A 36 year old man attended the accident and emergency (A&E) department complaining of dysuria and frequency of micturition. He stated that two days previously, while at a stag party, his friends had inserted an unknown length of tennis wire into his penis, and he had subsequently been unable to remove it. Examination revealed the presence of a length of coiled nylon wire, 2–3 mm in diameter, protruding from the urethra. Attempts to remove the wire using gentle traction failed and the patient was admitted for cystoscopy. This revealed a knotted coil of wire filling thebladder, which was removed through a suprapubic cystotomy.
A 36 year old man attended the A&E department complaining of a problem with his penis and dysuria. He had inserted the outer plastic sheath of a cable into his penis “for kicks” some two hours previously, and was now unable to remove it. He was unsure what length he had inserted. Examination revealed a length of hollow plastic tubing approximately 4–5 mm in diameter protruding from the urethra. Attempts to remove the cable using gentle traction proved unsuccessful. Radiography of the lower genitourinary tract revealed a knot of cable within the bladder (fig 1). The foreign body was subsequently removed at cystoscopy.

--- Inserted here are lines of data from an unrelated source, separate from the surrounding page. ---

//! Constant values for the latsig signature crates
//!
//! This crate holds the fixed numeric parameters shared by the arithmetic
//! layer (`latsig-algorithms`) and the signature scheme (`latsig-sign`).
//! It has no dependencies and no runtime behaviour.

#![no_std]

pub mod pqc;
pub mod utils;
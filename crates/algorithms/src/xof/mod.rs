//! Extendable Output Functions (XOF)
//!
//! This module exposes the SHAKE family behind a small incremental
//! interface: absorb with [`ExtendableOutputFunction::update`], then squeeze
//! arbitrary amounts of output. Samplers that consume whole Keccak blocks
//! use [`ExtendableOutputFunction::squeeze_blocks`] together with `RATE`.

use crate::error::{validate, Error, Result};

pub mod shake;

// Re-exports
pub use shake::{ShakeXof128, ShakeXof256};

/// Trait for extendable output functions
pub trait ExtendableOutputFunction {
    /// Block size of the sponge in bytes
    const RATE: usize;

    /// Creates a new instance of the XOF
    fn new() -> Self;

    /// Absorbs more input. Fails once output has been squeezed.
    fn update(&mut self, data: &[u8]) -> Result<()>;

    /// Finalizes the absorb phase. Calling it twice is a no-op.
    fn finalize(&mut self) -> Result<()>;

    /// Squeezes output bytes into the provided buffer, finalizing first if needed
    fn squeeze(&mut self, output: &mut [u8]) -> Result<()>;

    /// Squeezes whole blocks of `RATE` bytes
    fn squeeze_blocks(&mut self, output: &mut [u8]) -> Result<()> {
        validate::block_multiple("XOF block output", output.len(), Self::RATE)?;
        self.squeeze(output)
    }

    /// Squeezes the specified number of output bytes into a new vector
    fn squeeze_into_vec(&mut self, len: usize) -> Result<Vec<u8>> {
        let mut out = vec![0u8; len];
        self.squeeze(&mut out)?;
        Ok(out)
    }

    /// Resets the XOF to its initial absorbing state
    fn reset(&mut self) -> Result<()>;

    /// Returns the security level in bits
    fn security_level() -> usize;

    /// Convenience method to generate output in a single call
    fn generate(data: &[u8], len: usize) -> Result<Vec<u8>>
    where
        Self: Sized,
    {
        validate::parameter(
            len > 0,
            "output_length",
            "XOF output length must be greater than 0",
        )?;

        let mut xof = Self::new();
        xof.update(data)?;
        xof.squeeze_into_vec(len)
    }
}

// Error conversion helpers for XOF-specific errors
impl Error {
    /// Create an XOF state error
    pub(crate) fn xof_state(operation: &'static str, state: &'static str) -> Self {
        Error::Processing {
            operation,
            details: state,
        }
    }
}
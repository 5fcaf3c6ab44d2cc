use super::*;

#[test]
fn test_shake128_empty_input() {
    let out = ShakeXof128::generate(&[], 32).unwrap();
    assert_eq!(
        hex::encode(out),
        "7f9c2ba4e88f827d616045507605853ed73b8093f6efbc88eb1a6eacfa66ef26"
    );
}

#[test]
fn test_shake256_abc() {
    let out = ShakeXof256::generate(b"abc", 32).unwrap();
    assert_eq!(
        hex::encode(out),
        "483366601360a8771c6863080cc4114d8db44530f8f1e1ee4f94ea37e78b5739"
    );
}

#[test]
fn test_incremental_absorb_matches_one_shot() {
    let mut xof = ShakeXof128::new();
    xof.update(b"a").unwrap();
    xof.update(b"").unwrap();
    xof.update(b"bc").unwrap();
    let out = xof.squeeze_into_vec(32).unwrap();
    assert_eq!(
        hex::encode(out),
        "5881092dd818bf5cf8a3ddb793fbcba74097d5c526a6d35f97b83351940f2cc8"
    );
}

#[test]
fn test_split_squeeze_is_a_continuous_stream() {
    let whole = ShakeXof256::generate(b"stream", 3 * ShakeXof256::RATE + 7).unwrap();

    let mut xof = ShakeXof256::new();
    xof.update(b"stream").unwrap();
    let mut blocks = vec![0u8; 2 * ShakeXof256::RATE];
    xof.squeeze_blocks(&mut blocks).unwrap();
    let mut tail = vec![0u8; ShakeXof256::RATE + 7];
    xof.squeeze(&mut tail).unwrap();

    blocks.extend_from_slice(&tail);
    assert_eq!(whole, blocks);
}

#[test]
fn test_update_after_squeeze_fails() {
    let mut xof = ShakeXof128::new();
    xof.update(b"seed").unwrap();
    let mut out = [0u8; 8];
    xof.squeeze(&mut out).unwrap();
    assert!(xof.is_squeezing());
    assert!(xof.update(b"more").is_err());

    xof.reset().unwrap();
    assert!(!xof.is_squeezing());
    xof.update(b"more").unwrap();
}

#[test]
fn test_squeeze_blocks_rejects_partial_block() {
    let mut xof = ShakeXof128::new();
    let mut out = vec![0u8; ShakeXof128::RATE + 1];
    assert!(xof.squeeze_blocks(&mut out).is_err());
}

#[test]
fn test_rates_and_security_levels() {
    assert_eq!(ShakeXof128::RATE, 168);
    assert_eq!(ShakeXof256::RATE, 136);
    assert_eq!(ShakeXof128::security_level(), 128);
    assert_eq!(ShakeXof256::security_level(), 256);
}
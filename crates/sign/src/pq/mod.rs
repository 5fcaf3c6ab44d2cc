//! Post-quantum signature schemes

pub mod dilithium;

pub use dilithium::{Dilithium1, Dilithium2, Dilithium3, Dilithium4};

The clinical presentation of urethral foreign bodies is variable. If the object has disappeared into the urethra, urinary frequency, dysuria, poor stream, haematuria, and urinary retention are the usual symptoms.4 Many of these cases present to urology outpatients. If the possibility of a retained urethral foreign body is raised in A&E, plain radiography of the genitourinary tract often provides the answer.5
If the foreign body remains protruding from the urethral meatus, though the diagnosis is obvious, the management is less straightforward than it would initially appear. Long, flexible foreign bodies tend to knot in the bladder, and this bar to removal may be visible on plain radiography. While it is tempting to attempt removal by traction in these cases, thought should be given to establishing what is concealed to prevent urethral trauma on removal. Urological referral for operative removal and follow up is usually required.